Frequency spectra are created from a *data dictionary* using either the method `Spectrum.from_data_dict`

or `Spectrum.from_data_dict_corrected`

. For user convenience, the method `Misc.make_data_dict`

reads a specific SNP file format to generate an appropriate data dictionary. That SNP file format is described here. An example can be found in the `examples/fs_from_data/data.txt`

file included with the ∂a∂i source distribution.

## Details

The data file begins with any number of comment lines that being with `#`

. The first parsed line is a column header line. No spaces are allowed within any entry in the table. Individual rows make be commented out using `#`

.

The first column should contain the ingroup reference sequence at that SNP, including the flanking bases. If the flanking bases are unknown, they can be denoted by `-`

. The header label is arbitrary.

The second column should contain the aligned outgroup reference sequence at that SNP, including the flanking bases. Unknown entries can be denoted by `-`

. The header label is arbitrary.

The third column gives the first segregating allele. The column header must be **exactly** `Allele1`

.

Then follows an arbitrary number of columns, one for each population, each giving the number of times Allele1 was observed in that population.

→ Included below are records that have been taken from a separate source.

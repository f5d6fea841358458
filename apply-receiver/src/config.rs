//! Configuration module for environment variable parsing.
//!
//! `SIGNING_SECRET` is mandatory; every other setting falls back to a default
//! (with a warning) when it is absent or unparseable.

use std::env;
use std::fmt;

use thiserror::Error;
use tracing::warn;

/// Default path of the signed submission route.
pub const DEFAULT_SUBMISSION_PATH: &str = "/apply/submission";

/// Default cap on a captured request body (1 MiB).
pub const DEFAULT_MAX_BODY_BYTES: usize = 1024 * 1024;

/// Routes the submission path may not replace.
const RESERVED_PATHS: &[&str] = &["/", "/health"];

/// Errors that prevent the service from starting.
#[derive(Debug, Error, PartialEq, Eq)]
pub enum ConfigError {
    #[error("SIGNING_SECRET is not set")]
    MissingSigningSecret,

    #[error("SIGNING_SECRET is empty")]
    EmptySigningSecret,

    #[error("SUBMISSION_PATH must be a literal path starting with '/' that does not shadow another route, got {0:?}")]
    InvalidSubmissionPath(String),
}

/// Shared HMAC key. `Debug` never prints the key material.
#[derive(Clone)]
pub struct SigningSecret(Vec<u8>);

impl SigningSecret {
    pub fn new(secret: impl Into<String>) -> Result<Self, ConfigError> {
        let secret = secret.into();
        if secret.trim().is_empty() {
            return Err(ConfigError::EmptySigningSecret);
        }
        Ok(Self(secret.into_bytes()))
    }

    pub fn as_bytes(&self) -> &[u8] {
        &self.0
    }
}

impl fmt::Debug for SigningSecret {
    fn fmt(&self, f: &mut fmt::Formatter<'_>) -> fmt::Result {
        f.write_str("SigningSecret(<redacted>)")
    }
}

/// Application configuration loaded from environment variables.
#[derive(Debug, Clone)]
pub struct Config {
    /// Port for the web server to listen on
    pub port: u16,

    /// Key used to verify `X-Signature-256`
    pub signing_secret: SigningSecret,

    /// Path of the signed submission route
    pub submission_path: String,

    /// Largest request body the capture stage will buffer
    pub max_body_bytes: usize,

    /// Name reported by `GET /`
    pub service_name: String,
}

impl Config {
    /// Load configuration from the process environment.
    pub fn from_env() -> Result<Self, ConfigError> {
        Self::from_lookup(|name| env::var(name).ok())
    }

    /// Load configuration through an arbitrary variable lookup.
    pub fn from_lookup<F>(lookup: F) -> Result<Self, ConfigError>
    where
        F: Fn(&str) -> Option<String>,
    {
        let signing_secret = lookup("SIGNING_SECRET")
            .ok_or(ConfigError::MissingSigningSecret)
            .and_then(SigningSecret::new)?;

        let submission_path = lookup("SUBMISSION_PATH")
            .map(|p| p.trim().to_string())
            .unwrap_or_else(|| DEFAULT_SUBMISSION_PATH.to_string());
        if !is_literal_path(&submission_path) || RESERVED_PATHS.contains(&submission_path.as_str()) {
            return Err(ConfigError::InvalidSubmissionPath(submission_path));
        }

        Ok(Config {
            port: parse_or_default(&lookup, "PORT", 8080),

            signing_secret,

            submission_path,

            max_body_bytes: parse_or_default(&lookup, "MAX_BODY_BYTES", DEFAULT_MAX_BODY_BYTES),

            service_name: lookup("SERVICE_NAME")
                .map(|s| s.trim().to_string())
                .filter(|s| !s.is_empty())
                .unwrap_or_else(|| "apply-receiver".to_string()),
        })
    }

    /// Configuration with every optional setting at its default.
    pub fn with_secret(secret: impl Into<String>) -> Result<Self, ConfigError> {
        let secret = secret.into();
        Self::from_lookup(|name| (name == "SIGNING_SECRET").then(|| secret.clone()))
    }
}

/// An absolute path with no route parameters or wildcards.
///
/// The capture stage matches the path literally, so a pattern segment would
/// route requests that are never captured.
fn is_literal_path(path: &str) -> bool {
    path.starts_with('/')
        && path
            .split('/')
            .all(|segment| !segment.starts_with(':') && !segment.starts_with('*'))
}

/// Parse an optional variable, warning and falling back on bad input.
fn parse_or_default<F, T>(lookup: &F, name: &str, default: T) -> T
where
    F: Fn(&str) -> Option<String>,
    T: std::str::FromStr,
{
    let raw = match lookup(name) {
        Some(v) => v,
        None => return default,
    };

    match raw.trim().parse() {
        Ok(value) => value,
        Err(_) => {
            warn!(env_var = name, value = %raw, "Invalid value, using default");
            default
        }
    }
}
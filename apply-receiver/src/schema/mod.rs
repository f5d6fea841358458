//! Submission schema and its field rules.
//!
//! Parsing only ever runs on bytes that already passed signature
//! verification.

pub mod submission;
pub mod validators;

pub use submission::{ApplySubmission, FieldError, SubmissionError, ValidationError};
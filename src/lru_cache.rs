//! # LRU Cache
//!
//! Least-recently-used cache for loaded candidate tracks. Moving the
//! reference selection re-runs the comparison over mostly the same
//! candidates, so compare workers keep recently loaded tracks here.

use std::collections::HashMap;
use std::hash::Hash;

/// LRU cache with O(n) eviction.
///
/// Capacity is a few hundred tracks, so a linear scan for the oldest entry
/// is cheaper than maintaining a linked list.
#[derive(Debug)]
pub struct LruCache<K, V> {
    capacity: usize,
    entries: HashMap<K, CacheEntry<V>>,
    tick: u64,
    hits: u64,
    misses: u64,
}

#[derive(Debug)]
struct CacheEntry<V> {
    value: V,
    last_access: u64,
}

/// Hit/miss counters of a cache.
#[derive(Debug, Clone, Copy, PartialEq, Eq, Default)]
pub struct CacheStats {
    pub hits: u64,
    pub misses: u64,
    pub len: usize,
}

impl<K: Eq + Hash + Clone, V: Clone> LruCache<K, V> {
    /// Create a cache holding at most `capacity` entries (minimum 1).
    pub fn new(capacity: usize) -> Self {
        let capacity = capacity.max(1);
        Self {
            capacity,
            entries: HashMap::with_capacity(capacity),
            tick: 0,
            hits: 0,
            misses: 0,
        }
    }

    /// Cloned value for `key`, marking it as recently used.
    pub fn get(&mut self, key: &K) -> Option<V> {
        self.tick += 1;
        match self.entries.get_mut(key) {
            Some(entry) => {
                entry.last_access = self.tick;
                self.hits += 1;
                Some(entry.value.clone())
            }
            None => {
                self.misses += 1;
                None
            }
        }
    }

    /// Insert or replace, evicting the least recently used entry when full.
    pub fn insert(&mut self, key: K, value: V) {
        self.tick += 1;
        if let Some(entry) = self.entries.get_mut(&key) {
            entry.value = value;
            entry.last_access = self.tick;
            return;
        }

        if self.entries.len() >= self.capacity {
            self.evict_oldest();
        }

        self.entries.insert(
            key,
            CacheEntry {
                value,
                last_access: self.tick,
            },
        );
    }

    pub fn invalidate(&mut self, key: &K) {
        self.entries.remove(key);
    }

    pub fn len(&self) -> usize {
        self.entries.len()
    }

    pub fn is_empty(&self) -> bool {
        self.entries.is_empty()
    }

    pub fn contains(&self, key: &K) -> bool {
        self.entries.contains_key(key)
    }

    pub fn stats(&self) -> CacheStats {
        CacheStats {
            hits: self.hits,
            misses: self.misses,
            len: self.entries.len(),
        }
    }

    fn evict_oldest(&mut self) {
        let oldest = self
            .entries
            .iter()
            .min_by_key(|(_, entry)| entry.last_access)
            .map(|(key, _)| key.clone());

        if let Some(key) = oldest {
            self.entries.remove(&key);
        }
    }
}
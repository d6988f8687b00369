//! Coarse geo buckets for candidate pre-filtering.
//!
//! A bucket is a cell of a regular lat/lon grid with `resolution` cells per
//! degree (100 → 0.01°, roughly 1.1 km north-south). Buckets are only used to
//! decide which tours are worth comparing; the numeric comparison always
//! works on the fine quantized coordinates.

use std::collections::BTreeSet;

use serde::{Deserialize, Serialize};

use crate::track::RecordedTrack;
use crate::GpsPoint;

/// Identifier of one coarse grid cell.
#[derive(Debug, Clone, Copy, PartialEq, Eq, PartialOrd, Ord, Hash, Serialize, Deserialize)]
pub struct GeoBucket(pub i64);

impl GeoBucket {
    /// Bucket containing the given coordinate.
    ///
    /// Latitude cells are counted from the south pole and longitude cells
    /// from the antimeridian so every id is non-negative.
    pub fn from_degrees(latitude: f64, longitude: f64, resolution: u32) -> Self {
        let res = resolution.max(1) as i64;
        let lon_cells = 360 * res + 1;

        let lat_cell = (((latitude + 90.0) * res as f64).floor() as i64).clamp(0, 180 * res);
        let lon_cell = (((longitude + 180.0) * res as f64).floor() as i64).clamp(0, 360 * res);

        GeoBucket(lat_cell * lon_cells + lon_cell)
    }

    pub fn id(&self) -> i64 {
        self.0
    }
}

/// Buckets touched by the raw samples `[first_index, last_index)` of a track.
///
/// Consecutive points are joined by a straight line which is walked in
/// half-cell steps, so cells crossed between two distant points are
/// included. Samples with invalid coordinates are skipped. `last_index` is
/// clamped to the track length; an empty range yields an empty set.
///
/// Any sub-range yields a subset of [`track_buckets`] for the same track.
pub fn compute_buckets(
    track: &RecordedTrack,
    first_index: usize,
    last_index: usize,
    resolution: u32,
) -> BTreeSet<GeoBucket> {
    let last_index = last_index.min(track.len());
    let first_index = first_index.min(last_index);
    path_buckets(
        (first_index..last_index)
            .filter_map(|index| track.point(index))
            .filter(GpsPoint::is_valid)
            .map(|point| (point.latitude, point.longitude)),
        resolution,
    )
}

/// Buckets touched by a whole recorded track, used when indexing stored tours.
pub fn track_buckets(track: &RecordedTrack, resolution: u32) -> BTreeSet<GeoBucket> {
    compute_buckets(track, 0, track.len(), resolution)
}

fn path_buckets(points: impl Iterator<Item = (f64, f64)>, resolution: u32) -> BTreeSet<GeoBucket> {
    let mut buckets = BTreeSet::new();
    let half_cell = 0.5 / resolution.max(1) as f64;
    let mut previous: Option<(f64, f64)> = None;

    for (lat, lon) in points {
        if let Some((prev_lat, prev_lon)) = previous {
            let span = (lat - prev_lat).abs().max((lon - prev_lon).abs());
            let steps = (span / half_cell).ceil() as usize;
            for step in 1..steps {
                let t = step as f64 / steps as f64;
                buckets.insert(GeoBucket::from_degrees(
                    prev_lat + (lat - prev_lat) * t,
                    prev_lon + (lon - prev_lon) * t,
                    resolution,
                ));
            }
        }
        buckets.insert(GeoBucket::from_degrees(lat, lon, resolution));
        previous = Some((lat, lon));
    }

    buckets
}

#[cfg(test)]
mod tests {
    use super::*;

    fn north_line(lat: f64, lon: f64, samples: usize) -> RecordedTrack {
        let points: Vec<GpsPoint> = (0..samples)
            .map(|i| GpsPoint::new(lat + i as f64 * 0.0005, lon))
            .collect();
        RecordedTrack::new(1, &points)
    }

    #[test]
    fn test_bucket_ids_are_stable() {
        let a = GeoBucket::from_degrees(47.0012, 8.0099, 100);
        let b = GeoBucket::from_degrees(47.0088, 8.0001, 100);
        assert_eq!(a, b);

        let c = GeoBucket::from_degrees(47.0112, 8.0001, 100);
        assert_ne!(a, c);
        assert!(GeoBucket::from_degrees(-90.0, -180.0, 100).id() >= 0);
    }

    #[test]
    fn test_empty_range_has_no_buckets() {
        let track = north_line(47.00023, 8.00537, 10);
        assert!(compute_buckets(&track, 4, 4, 100).is_empty());
        assert!(compute_buckets(&track, 20, 30, 100).is_empty());
        assert!(compute_buckets(&RecordedTrack::new(2, &[]), 0, 10, 100).is_empty());
    }

    #[test]
    fn test_path_between_distant_points_is_covered() {
        // Two points 0.055 degrees apart, straight north
        let track = RecordedTrack::new(
            1,
            &[GpsPoint::new(47.0001, 8.005), GpsPoint::new(47.0551, 8.005)],
        );
        // 47.000 .. 47.055 touches six 0.01 degree rows
        assert_eq!(compute_buckets(&track, 0, 2, 100).len(), 6);
    }

    #[test]
    fn test_range_buckets_are_subset_of_track_buckets() {
        let track = north_line(47.00023, 8.00537, 50);
        let whole = track_buckets(&track, 100);
        let part = compute_buckets(&track, 10, 30, 100);

        assert!(!part.is_empty());
        assert!(part.is_subset(&whole));
        assert!(part.len() < whole.len());
    }

    #[test]
    fn test_western_southern_range_matches_indexed_cells() {
        // Negative coordinates just past a cell boundary
        let track = north_line(-33.0052, -100.0052, 40);
        let slice: Vec<GpsPoint> = (10..30).filter_map(|i| track.point(i)).collect();
        let sliced = RecordedTrack::new(1, &slice);

        let part = compute_buckets(&track, 10, 30, 100);
        assert_eq!(part, track_buckets(&sliced, 100));
        assert!(part.contains(&GeoBucket::from_degrees(-33.0002, -100.0052, 100)));
        assert!(part.is_subset(&track_buckets(&track, 100)));
    }

    #[test]
    fn test_invalid_samples_are_ignored() {
        let mut points: Vec<GpsPoint> = (0..5)
            .map(|i| GpsPoint::new(47.00023 + i as f64 * 0.0005, 8.00537))
            .collect();
        points[2] = GpsPoint::new(f64::NAN, 8.00537);
        points.push(GpsPoint::new(47.0, 400.0));
        let track = RecordedTrack::new(1, &points);

        let expected = GeoBucket::from_degrees(47.00023, 8.00537, 100);
        assert_eq!(track_buckets(&track, 100), BTreeSet::from([expected]));
    }
}
//! # Tour Library
//!
//! In-memory tour store for embedders without SQLite and for tests.
//!
//! Keeps every recorded track plus an inverted `GeoBucket → tours` index,
//! so candidate lookup is a union over the reference's buckets.

use std::collections::{BTreeSet, HashMap, HashSet};
use std::sync::{Arc, RwLock};

use log::debug;

use crate::buckets::{track_buckets, GeoBucket};
use crate::error::{GeoCompareError, OptionExt, Result};
use crate::retriever::{CandidateStore, TourFilter};
use crate::track::{RecordedTrack, TrackProvider};
use crate::TourId;

#[derive(Default)]
struct LibraryState {
    tracks: HashMap<TourId, Arc<RecordedTrack>>,
    /// Buckets touched by each tour, for removal
    tour_buckets: HashMap<TourId, BTreeSet<GeoBucket>>,
    bucket_index: HashMap<GeoBucket, HashSet<TourId>>,
}

impl LibraryState {
    fn unindex(&mut self, tour_id: TourId) {
        let Some(buckets) = self.tour_buckets.remove(&tour_id) else {
            return;
        };
        for bucket in buckets {
            if let Some(tours) = self.bucket_index.get_mut(&bucket) {
                tours.remove(&tour_id);
                if tours.is_empty() {
                    self.bucket_index.remove(&bucket);
                }
            }
        }
    }
}

/// Thread-safe in-memory store of recorded tours.
pub struct TourLibrary {
    bucket_resolution: u32,
    state: RwLock<LibraryState>,
}

impl TourLibrary {
    /// Create an empty library indexing tours at `bucket_resolution`
    /// cells per degree. Must match the engine's bucket resolution.
    pub fn new(bucket_resolution: u32) -> Self {
        Self {
            bucket_resolution: bucket_resolution.max(1),
            state: RwLock::new(LibraryState::default()),
        }
    }

    /// Add or replace a tour.
    pub fn insert(&self, track: RecordedTrack) -> Result<()> {
        track.validate()?;
        let tour_id = track.tour_id;
        let buckets = track_buckets(&track, self.bucket_resolution);

        let mut state = self.write()?;
        state.unindex(tour_id);
        for bucket in &buckets {
            state.bucket_index.entry(*bucket).or_default().insert(tour_id);
        }
        debug!(
            "[TourStore] Indexed tour {} ({} samples, {} buckets)",
            tour_id,
            track.len(),
            buckets.len()
        );
        state.tour_buckets.insert(tour_id, buckets);
        state.tracks.insert(tour_id, Arc::new(track));
        Ok(())
    }

    /// Remove a tour. Returns whether it existed.
    pub fn remove(&self, tour_id: TourId) -> Result<bool> {
        let mut state = self.write()?;
        state.unindex(tour_id);
        Ok(state.tracks.remove(&tour_id).is_some())
    }

    pub fn contains(&self, tour_id: TourId) -> bool {
        self.state
            .read()
            .map(|s| s.tracks.contains_key(&tour_id))
            .unwrap_or(false)
    }

    pub fn len(&self) -> usize {
        self.state.read().map(|s| s.tracks.len()).unwrap_or(0)
    }

    pub fn is_empty(&self) -> bool {
        self.len() == 0
    }

    pub fn tour_ids(&self) -> Vec<TourId> {
        let mut ids: Vec<TourId> = self
            .state
            .read()
            .map(|s| s.tracks.keys().copied().collect())
            .unwrap_or_default();
        ids.sort_unstable();
        ids
    }

    fn write(&self) -> Result<std::sync::RwLockWriteGuard<'_, LibraryState>> {
        self.state
            .write()
            .map_err(|_| GeoCompareError::store("tour library lock poisoned"))
    }
}

impl TrackProvider for TourLibrary {
    fn load_track(&self, tour_id: TourId) -> Result<Arc<RecordedTrack>> {
        let state = self
            .state
            .read()
            .map_err(|_| GeoCompareError::store("tour library lock poisoned"))?;
        state.tracks.get(&tour_id).cloned().ok_or_track_not_found(tour_id)
    }
}

impl CandidateStore for TourLibrary {
    fn query_candidate_tour_ids(
        &self,
        buckets: &BTreeSet<GeoBucket>,
        filter: Option<&TourFilter>,
    ) -> Result<Vec<TourId>> {
        let state = self
            .state
            .read()
            .map_err(|_| GeoCompareError::store("tour library lock poisoned"))?;

        let mut hits: BTreeSet<TourId> = BTreeSet::new();
        for bucket in buckets {
            if let Some(tours) = state.bucket_index.get(bucket) {
                hits.extend(tours.iter().copied());
            }
        }

        Ok(hits
            .into_iter()
            .filter(|id| filter.map_or(true, |keep| keep(*id)))
            .collect())
    }

    fn bucket_resolution(&self) -> Option<u32> {
        Some(self.bucket_resolution)
    }
}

The header for each column should be the population identifier.

The next column gives the second segregating allele. The column header must be **exactly** `Allele2`

.

Then follows one column for each population, each giving the number of times Allele2 was observed in that population. The header for each column should be the population identifier, and the columns should be in the same order as for the Allele1 entries.

Then follows an arbitrary number of columns which will be concatenated with `_`

to assign a label for each SNP.

## Example

The following table gives an example for data from two populations, YRI and CEU.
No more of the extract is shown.